(Stored data)
################

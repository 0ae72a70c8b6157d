//! Resource factory abstraction.
//!
//! The compiler never talks to a graphics API directly. Physical images are
//! requested through [`ResourceFactory`], and scene-owned data (camera,
//! draw list, acceleration structure, aggregate scene) is wrapped from the
//! handles in [`SceneHandles`] without any allocation.
//!
//! # Available Backends
//!
//! - `dummy` (default): allocates sequential handles, for tests and tooling

#[cfg(feature = "dummy")]
pub mod dummy;

#[cfg(feature = "dummy")]
pub use dummy::DummyBackend;

use thiserror::Error;

use crate::types::TextureDescriptor;

/// Errors raised by a resource factory.
#[derive(Debug, Clone, PartialEq, Eq, Error)]
pub enum BackendError {
    #[error("failed to create {kind} '{label}': {reason}")]
    ResourceCreationFailed {
        kind: &'static str,
        label: String,
        reason: String,
    },
}

/// Opaque handle to a backend image allocation.
#[derive(Debug, Clone, Copy, PartialEq, Eq, Hash, PartialOrd, Ord)]
pub struct ImageHandle(pub u64);

/// A GPU image created by a [`ResourceFactory`].
#[derive(Debug, Clone, PartialEq, Eq)]
pub struct GpuImage {
    pub handle: ImageHandle,
    pub descriptor: TextureDescriptor,
}

/// Allocates compiler-owned images.
pub trait ResourceFactory {
    /// Backend name, for logs.
    fn name(&self) -> &str;

    /// Create a colour image.
    fn create_image(&self, descriptor: &TextureDescriptor) -> Result<GpuImage, BackendError>;

    /// Create a depth image.
    fn create_depth_image(&self, descriptor: &TextureDescriptor) -> Result<GpuImage, BackendError>;
}

// ============================================================================
// Scene handles
// ============================================================================

macro_rules! scene_handle {
    ($(#[$meta:meta])* $name:ident) => {
        $(#[$meta])*
        #[derive(Debug, Clone, Copy, PartialEq, Eq, Hash)]
        pub struct $name(pub u64);
    };
}

scene_handle!(
    /// Handle to the scene-owned camera.
    CameraHandle
);
scene_handle!(
    /// Handle to the scene-owned draw list.
    ObjectsHandle
);
scene_handle!(
    /// Handle to the scene-owned top-level acceleration structure.
    AccelerationStructureHandle
);
scene_handle!(
    /// Handle to the aggregate scene.
    SceneHandle
);

/// Handles to the externally owned scene data a render path reads.
#[derive(Debug, Clone, Copy, PartialEq, Eq, Hash)]
pub struct SceneHandles {
    pub scene: SceneHandle,
    pub camera: CameraHandle,
    pub objects: ObjectsHandle,
    pub acceleration_structure: AccelerationStructureHandle,
}

impl Default for SceneHandles {
    fn default() -> Self {
        Self {
            scene: SceneHandle(0),
            camera: CameraHandle(0),
            objects: ObjectsHandle(0),
            acceleration_structure: AccelerationStructureHandle(0),
        }
    }
}
//! Reachability pruning from the SceneProvider root.

use std::collections::{HashMap, HashSet, VecDeque};

use crate::error::CompileError;
use crate::graph::{Edge, Node, NodeId, PassKind};

/// Finds the single SceneProvider node of a snapshot.
pub fn find_root(nodes: &[Node]) -> Result<NodeId, CompileError> {
    let mut roots = nodes.iter().filter(|n| n.kind == PassKind::SceneProvider);
    let root = roots.next().ok_or(CompileError::MissingRoot)?;
    let extra = roots.count();
    if extra > 0 {
        return Err(CompileError::MultipleRoots { count: extra + 1 });
    }
    Ok(root.id)
}

/// Drops every node that cannot be reached from the root along outgoing edges.
///
/// The returned nodes keep their relative order from `nodes`. Orphans are
/// dropped silently.
pub fn filter_unreachable(nodes: &[Node], edges: &[Edge]) -> Result<Vec<Node>, CompileError> {
    let root = find_root(nodes)?;

    let mut adjacency: HashMap<NodeId, Vec<NodeId>> = HashMap::new();
    for edge in edges {
        adjacency
            .entry(edge.start.node_id)
            .or_default()
            .push(edge.end.node_id);
    }

    let mut visited = HashSet::from([root]);
    let mut queue = VecDeque::from([root]);
    while let Some(id) = queue.pop_front() {
        for &next in adjacency.get(&id).into_iter().flatten() {
            if visited.insert(next) {
                queue.push_back(next);
            }
        }
    }

    Ok(nodes
        .iter()
        .filter(|n| visited.contains(&n.id))
        .cloned()
        .collect())
}

#[cfg(test)]
mod tests {
    use super::*;
    use crate::graph::GraphEditor;

    fn ids(nodes: &[Node]) -> Vec<NodeId> {
        nodes.iter().map(|n| n.id).collect()
    }

    #[test]
    fn test_missing_root() {
        let mut editor = GraphEditor::empty();
        editor.add_node(PassKind::GBuffer).unwrap();
        let (nodes, edges) = editor.snapshot();
        assert!(matches!(
            filter_unreachable(&nodes, &edges),
            Err(CompileError::MissingRoot)
        ));
    }

    #[test]
    fn test_multiple_roots_rejected() {
        let editor = GraphEditor::new();
        let (mut nodes, edges) = editor.snapshot();
        let mut second = nodes[0].clone();
        second.id = NodeId(1000);
        nodes.push(second);
        assert!(matches!(
            filter_unreachable(&nodes, &edges),
            Err(CompileError::MultipleRoots { count: 2 })
        ));
    }

    #[test]
    fn test_root_alone() {
        let editor = GraphEditor::new();
        let (nodes, edges) = editor.snapshot();
        let reachable = filter_unreachable(&nodes, &edges).unwrap();
        assert_eq!(reachable.len(), 1);
        assert_eq!(reachable[0].kind, PassKind::SceneProvider);
    }

    #[test]
    fn test_orphans_dropped_and_order_kept() {
        let mut editor = GraphEditor::new();
        let scene = editor.find_node(PassKind::SceneProvider).unwrap();
        let gbuffer = editor.find_node(PassKind::GBuffer).unwrap();
        let ao = editor.add_node(PassKind::AmbientOcclusion).unwrap();
        let lighting = editor.add_node(PassKind::Lighting).unwrap();
        editor.connect(scene, "Scene", gbuffer, "Scene").unwrap();
        editor.connect(gbuffer, "Position", lighting, "Position").unwrap();

        let (nodes, edges) = editor.snapshot();
        let reachable = filter_unreachable(&nodes, &edges).unwrap();
        assert_eq!(ids(&reachable), vec![scene, gbuffer, lighting]);
        assert!(!ids(&reachable).contains(&ao));
    }

    #[test]
    fn test_edges_into_root_do_not_pull_in_producers() {
        let mut editor = GraphEditor::new();
        let scene = editor.find_node(PassKind::SceneProvider).unwrap();
        let blur = editor.add_node(PassKind::GaussianBlur).unwrap();
        let aa = editor.add_node(PassKind::AntiAliasing).unwrap();
        editor.connect(aa, "Anti-Aliased Image", blur, "Image").unwrap();

        let (nodes, edges) = editor.snapshot();
        let reachable = filter_unreachable(&nodes, &edges).unwrap();
        assert_eq!(ids(&reachable), vec![scene]);
    }
}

################

> EXERCISE DIRECTIONS
The required result is an identical copy of the records above.

> RESULT
repository 0ae72a70c8b6157d
//! Resource factory abstraction.
//!
//! The compiler never talks to a graphics API directly. Physical images are
//! requested through [`ResourceFactory`], and scene-owned data (camera,
//! draw list, acceleration structure, aggregate scene) is wrapped from the
//! handles in [`SceneHandles`] without any allocation.
//!
//! # Available Backends
//!
//! - `dummy` (default): allocates sequential handles, for tests and tooling

#[cfg(feature = "dummy")]
pub mod dummy;

#[cfg(feature = "dummy")]
pub use dummy::DummyBackend;

use thiserror::Error;

use crate::types::TextureDescriptor;

/// Errors raised by a resource factory.
#[derive(Debug, Clone, PartialEq, Eq, Error)]
pub enum BackendError {
    #[error("failed to create {kind} '{label}': {reason}")]
    ResourceCreationFailed {
        kind: &'static str,
        label: String,
        reason: String,
    },
}

/// Opaque handle to a backend image allocation.
#[derive(Debug, Clone, Copy, PartialEq, Eq, Hash, PartialOrd, Ord)]
pub struct ImageHandle(pub u64);

/// A GPU image created by a [`ResourceFactory`].
#[derive(Debug, Clone, PartialEq, Eq)]
pub struct GpuImage {
    pub handle: ImageHandle,
    pub descriptor: TextureDescriptor,
}

/// Allocates compiler-owned images.
pub trait ResourceFactory {
    /// Backend name, for logs.
    fn name(&self) -> &str;

    /// Create a colour image.
    fn create_image(&self, descriptor: &TextureDescriptor) -> Result<GpuImage, BackendError>;

    /// Create a depth image.
    fn create_depth_image(&self, descriptor: &TextureDescriptor) -> Result<GpuImage, BackendError>;
}

// ============================================================================
// Scene handles
// ============================================================================

macro_rules! scene_handle {
    ($(#[$meta:meta])* $name:ident) => {
        $(#[$meta])*
        #[derive(Debug, Clone, Copy, PartialEq, Eq, Hash)]
        pub struct $name(pub u64);
    };
}

scene_handle!(
    /// Handle to the scene-owned camera.
    CameraHandle
);
scene_handle!(
    /// Handle to the scene-owned draw list.
    ObjectsHandle
);
scene_handle!(
    /// Handle to the scene-owned top-level acceleration structure.
    AccelerationStructureHandle
);
scene_handle!(
    /// Handle to the aggregate scene.
    SceneHandle
);

/// Handles to the externally owned scene data a render path reads.
#[derive(Debug, Clone, Copy, PartialEq, Eq, Hash)]
pub struct SceneHandles {
    pub scene: SceneHandle,
    pub camera: CameraHandle,
    pub objects: ObjectsHandle,
    pub acceleration_structure: AccelerationStructureHandle,
}

impl Default for SceneHandles {
    fn default() -> Self {
        Self {
            scene: SceneHandle(0),
            camera: CameraHandle(0),
            objects: ObjectsHandle(0),
            acceleration_structure: AccelerationStructureHandle(0),
        }
    }
}
//! Reachability pruning from the SceneProvider root.

use std::collections::{HashMap, HashSet, VecDeque};

use crate::error::CompileError;
use crate::graph::{Edge, Node, NodeId, PassKind};

/// Finds the single SceneProvider node of a snapshot.
pub fn find_root(nodes: &[Node]) -> Result<NodeId, CompileError> {
    let mut roots = nodes.iter().filter(|n| n.kind == PassKind::SceneProvider);
    let root = roots.next().ok_or(CompileError::MissingRoot)?;
    let extra = roots.count();
    if extra > 0 {
        return Err(CompileError::MultipleRoots { count: extra + 1 });
    }
    Ok(root.id)
}

/// Drops every node that cannot be reached from the root along outgoing edges.
///
/// The returned nodes keep their relative order from `nodes`. Orphans are
/// dropped silently.
pub fn filter_unreachable(nodes: &[Node], edges: &[Edge]) -> Result<Vec<Node>, CompileError> {
    let root = find_root(nodes)?;

    let mut adjacency: HashMap<NodeId, Vec<NodeId>> = HashMap::new();
    for edge in edges {
        adjacency
            .entry(edge.start.node_id)
            .or_default()
            .push(edge.end.node_id);
    }

    let mut visited = HashSet::from([root]);
    let mut queue = VecDeque::from([root]);
    while let Some(id) = queue.pop_front() {
        for &next in adjacency.get(&id).into_iter().flatten() {
            if visited.insert(next) {
                queue.push_back(next);
            }
        }
    }

    Ok(nodes
        .iter()
        .filter(|n| visited.contains(&n.id))
        .cloned()
        .collect())
}

#[cfg(test)]
mod tests {
    use super::*;
    use crate::graph::GraphEditor;

    fn ids(nodes: &[Node]) -> Vec<NodeId> {
        nodes.iter().map(|n| n.id).collect()
    }

    #[test]
    fn test_missing_root() {
        let mut editor = GraphEditor::empty();
        editor.add_node(PassKind::GBuffer).unwrap();
        let (nodes, edges) = editor.snapshot();
        assert!(matches!(
            filter_unreachable(&nodes, &edges),
            Err(CompileError::MissingRoot)
        ));
    }

    #[test]
    fn test_multiple_roots_rejected() {
        let editor = GraphEditor::new();
        let (mut nodes, edges) = editor.snapshot();
        let mut second = nodes[0].clone();
        second.id = NodeId(1000);
        nodes.push(second);
        assert!(matches!(
            filter_unreachable(&nodes, &edges),
            Err(CompileError::MultipleRoots { count: 2 })
        ));
    }

    #[test]
    fn test_root_alone() {
        let editor = GraphEditor::new();
        let (nodes, edges) = editor.snapshot();
        let reachable = filter_unreachable(&nodes, &edges).unwrap();
        assert_eq!(reachable.len(), 1);
        assert_eq!(reachable[0].kind, PassKind::SceneProvider);
    }

    #[test]
    fn test_orphans_dropped_and_order_kept() {
        let mut editor = GraphEditor::new();
        let scene = editor.find_node(PassKind::SceneProvider).unwrap();
        let gbuffer = editor.find_node(PassKind::GBuffer).unwrap();
        let ao = editor.add_node(PassKind::AmbientOcclusion).unwrap();
        let lighting = editor.add_node(PassKind::Lighting).unwrap();
        editor.connect(scene, "Scene", gbuffer, "Scene").unwrap();
        editor.connect(gbuffer, "Position", lighting, "Position").unwrap();

        let (nodes, edges) = editor.snapshot();
        let reachable = filter_unreachable(&nodes, &edges).unwrap();
        assert_eq!(ids(&reachable), vec![scene, gbuffer, lighting]);
        assert!(!ids(&reachable).contains(&ao));
    }

    #[test]
    fn test_edges_into_root_do_not_pull_in_producers() {
        let mut editor = GraphEditor::new();
        let scene = editor.find_node(PassKind::SceneProvider).unwrap();
        let blur = editor.add_node(PassKind::GaussianBlur).unwrap();
        let aa = editor.add_node(PassKind::AntiAliasing).unwrap();
        editor.connect(aa, "Anti-Aliased Image", blur, "Image").unwrap();

        let (nodes, edges) = editor.snapshot();
        let reachable = filter_unreachable(&nodes, &edges).unwrap();
        assert_eq!(ids(&reachable), vec![scene]);
    }
}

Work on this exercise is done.